To help get some more ideas for our unit 1.1 projects, today we grouped up with students on the MA Branding & Identity course to produce visuals in response to three questions.
Each group had an hour per question and the aim was to discuss our ideas and produce short experiments visualising what we had discussed.
Q:How can I illustrate the inherent, emotional properties of my shape?
As a group we agreed the square is the most protective shape. The idea of ‘backing yourself into a corner’ to protect yourself, four walls acting as a barrier, and also battle formations involve soldiers standing in a square.
We also considered that the four walls could also be a negative property. It can be restricting and can give the feeling of being trapped and limited.
This idea stemmed from the one above. The idea of feeling trapped and the walls closing in on you.
Q:Illustrate the process of formation or the effect of duplication, division and rotation.

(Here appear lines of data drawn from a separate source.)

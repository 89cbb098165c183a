//! Node roles.

use cubemesh_topology::NodeId;

/// The role a node currently plays in its component.
///
/// There is no candidate state: the role is recomputed from scratch on every
/// connectivity change.
#[derive(Debug, Clone, Copy, PartialEq, Eq, Hash, Default)]
#[cfg_attr(feature = "serde", derive(serde::Serialize, serde::Deserialize))]
pub enum Role {
    /// No live links; neither host nor client
    #[default]
    Unassigned,
    /// This node is the coordinator
    Host,
    /// Following the given host
    Client(NodeId),
}

impl Role {
    /// The host this role answers to, resolving `Host` to `self_id`.
    pub fn host_id(&self, self_id: NodeId) -> Option<NodeId> {
        match self {
            Self::Unassigned => None,
            Self::Host => Some(self_id),
            Self::Client(host) => Some(*host),
        }
    }

    /// Whether this node is the host.
    pub fn is_host(&self) -> bool {
        matches!(self, Self::Host)
    }

    /// Whether this node follows some host.
    pub fn is_client(&self) -> bool {
        matches!(self, Self::Client(_))
    }
}

impl std::fmt::Display for Role {
    fn fmt(&self, f: &mut std::fmt::Formatter<'_>) -> std::fmt::Result {
        match self {
            Self::Unassigned => write!(f, "Unassigned"),
            Self::Host => write!(f, "Host"),
            Self::Client(host) => write!(f, "Client({})", host),
        }
    }
}

#[cfg(test)]
mod tests {
    use super::*;

    #[test]
    fn host_id_resolution() {
        let me = NodeId(5);
        assert_eq!(Role::Unassigned.host_id(me), None);
        assert_eq!(Role::Host.host_id(me), Some(me));
        assert_eq!(Role::Client(NodeId(9)).host_id(me), Some(NodeId(9)));
    }

    #[test]
    fn default_is_unassigned() {
        assert_eq!(Role::default(), Role::Unassigned);
        assert!(!Role::default().is_host());
        assert!(!Role::default().is_client());
    }

    #[test]
    fn display_names_host() {
        assert_eq!(Role::Client(NodeId(0x2a)).to_string(), "Client(0000002a)");
        assert_eq!(Role::Host.to_string(), "Host");
    }
}
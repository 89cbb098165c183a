//! Side offset table.
//!
//! Each physical face of a cube is a *side*, numbered `0..N`. The table maps a
//! side to the unit grid offset reached by stepping through it. Direction codes
//! inside encoded paths reuse the side numbers and are two bits wide, so a
//! table can hold at most [`MAX_SIDES`] entries.
//!
//! The table is deployment configuration, not a constant: a node shape with
//! fewer faces wired simply carries a shorter table.

use crate::error::{Result, TopologyError};
use crate::GridCoord;

/// Most sides addressable by a two-bit direction code.
pub const MAX_SIDES: usize = 4;

/// Per-installation mapping from side index to unit grid offset.
#[derive(Debug, Clone, PartialEq, Eq)]
#[cfg_attr(feature = "serde", derive(serde::Serialize, serde::Deserialize))]
pub struct SideTable {
    offsets: Vec<GridCoord>,
}

impl SideTable {
    /// The four-faced layout used by the reference cube.
    pub const STANDARD_OFFSETS: [GridCoord; MAX_SIDES] = [
        GridCoord { x: 1, y: 0 },  // Side 0: +x
        GridCoord { x: 0, y: -1 }, // Side 1: -y
        GridCoord { x: -1, y: 0 }, // Side 2: -x
        GridCoord { x: 0, y: 1 },  // Side 3: +y
    ];

    /// Build a table from explicit offsets.
    pub fn new(offsets: Vec<GridCoord>) -> Result<Self> {
        if offsets.is_empty() {
            return Err(TopologyError::EmptySideTable);
        }
        if offsets.len() > MAX_SIDES {
            return Err(TopologyError::TooManySides {
                count: offsets.len(),
                max: MAX_SIDES,
            });
        }
        Ok(Self { offsets })
    }

    /// The standard four-sided table.
    pub fn standard() -> Self {
        Self {
            offsets: Self::STANDARD_OFFSETS.to_vec(),
        }
    }

    /// The first `count` sides of the standard table.
    pub fn standard_prefix(count: usize) -> Result<Self> {
        Self::new(Self::STANDARD_OFFSETS.iter().take(count).copied().collect())
    }

    /// Number of sides wired on this installation.
    pub fn len(&self) -> usize {
        self.offsets.len()
    }

    /// Always false for a constructed table; present for API symmetry.
    pub fn is_empty(&self) -> bool {
        self.offsets.is_empty()
    }

    /// Whether `side` names a wired face.
    pub fn is_valid(&self, side: u8) -> bool {
        usize::from(side) < self.offsets.len()
    }

    /// Unit offset for a side, if the side exists.
    pub fn offset(&self, side: u8) -> Option<GridCoord> {
        self.offsets.get(usize::from(side)).copied()
    }

    /// All offsets in side order.
    pub fn offsets(&self) -> &[GridCoord] {
        &self.offsets
    }

    /// Unit-offset neighbours of a cell, one per side.
    pub fn neighbors_of(&self, cell: GridCoord) -> impl Iterator<Item = GridCoord> + '_ {
        self.offsets.iter().map(move |&d| cell + d)
    }
}

impl Default for SideTable {
    fn default() -> Self {
        Self::standard()
    }
}

/// Check if two unit cells are adjacent through some side of `table`.
pub fn are_adjacent(table: &SideTable, a: GridCoord, b: GridCoord) -> bool {
    table.offsets().contains(&(b - a))
}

A short video showing cutting up a square creates other shapes, and no longer remains a square.
Q: Explore structure. Look at the physical structure of the form as an object. Comment on it’s position within society.
A: Balance & Structure.
For this topic we looked at how squares and cubes are used in building and architecture and used cubes to demonstrate how they are easy to balance and build upon each other. We also compared balancing a square on a triangle to emphasise that squares are the better shape for support.
For the first set of experiments for my unit 1.1 design literacy project, I have been looking at shape. Specifically looking at line, plane, mass and void.
Point to line to plane.
I first looked at how a square is constructed from point, to line, to plane. The square starts with a point, then forms into a line, then forms into a plane.
I then also experimented with the concept that a line is an infinite set of points. Below are some images of my experiments.
Mass. I then looked at mass and how to make a square without actually drawing the outline of the square. I tried using different media; first a stencil of a square and playing around with Sharpie’s, pencil crayons and fine liners.
Then I looked at watercolours and inks, wet a square shape on the paper and experimented how the inks and paints will stay within the watered shape.
I used the same methods and techniques to experiment with void, however this time coloured the area outside the square so the negative space would create the square.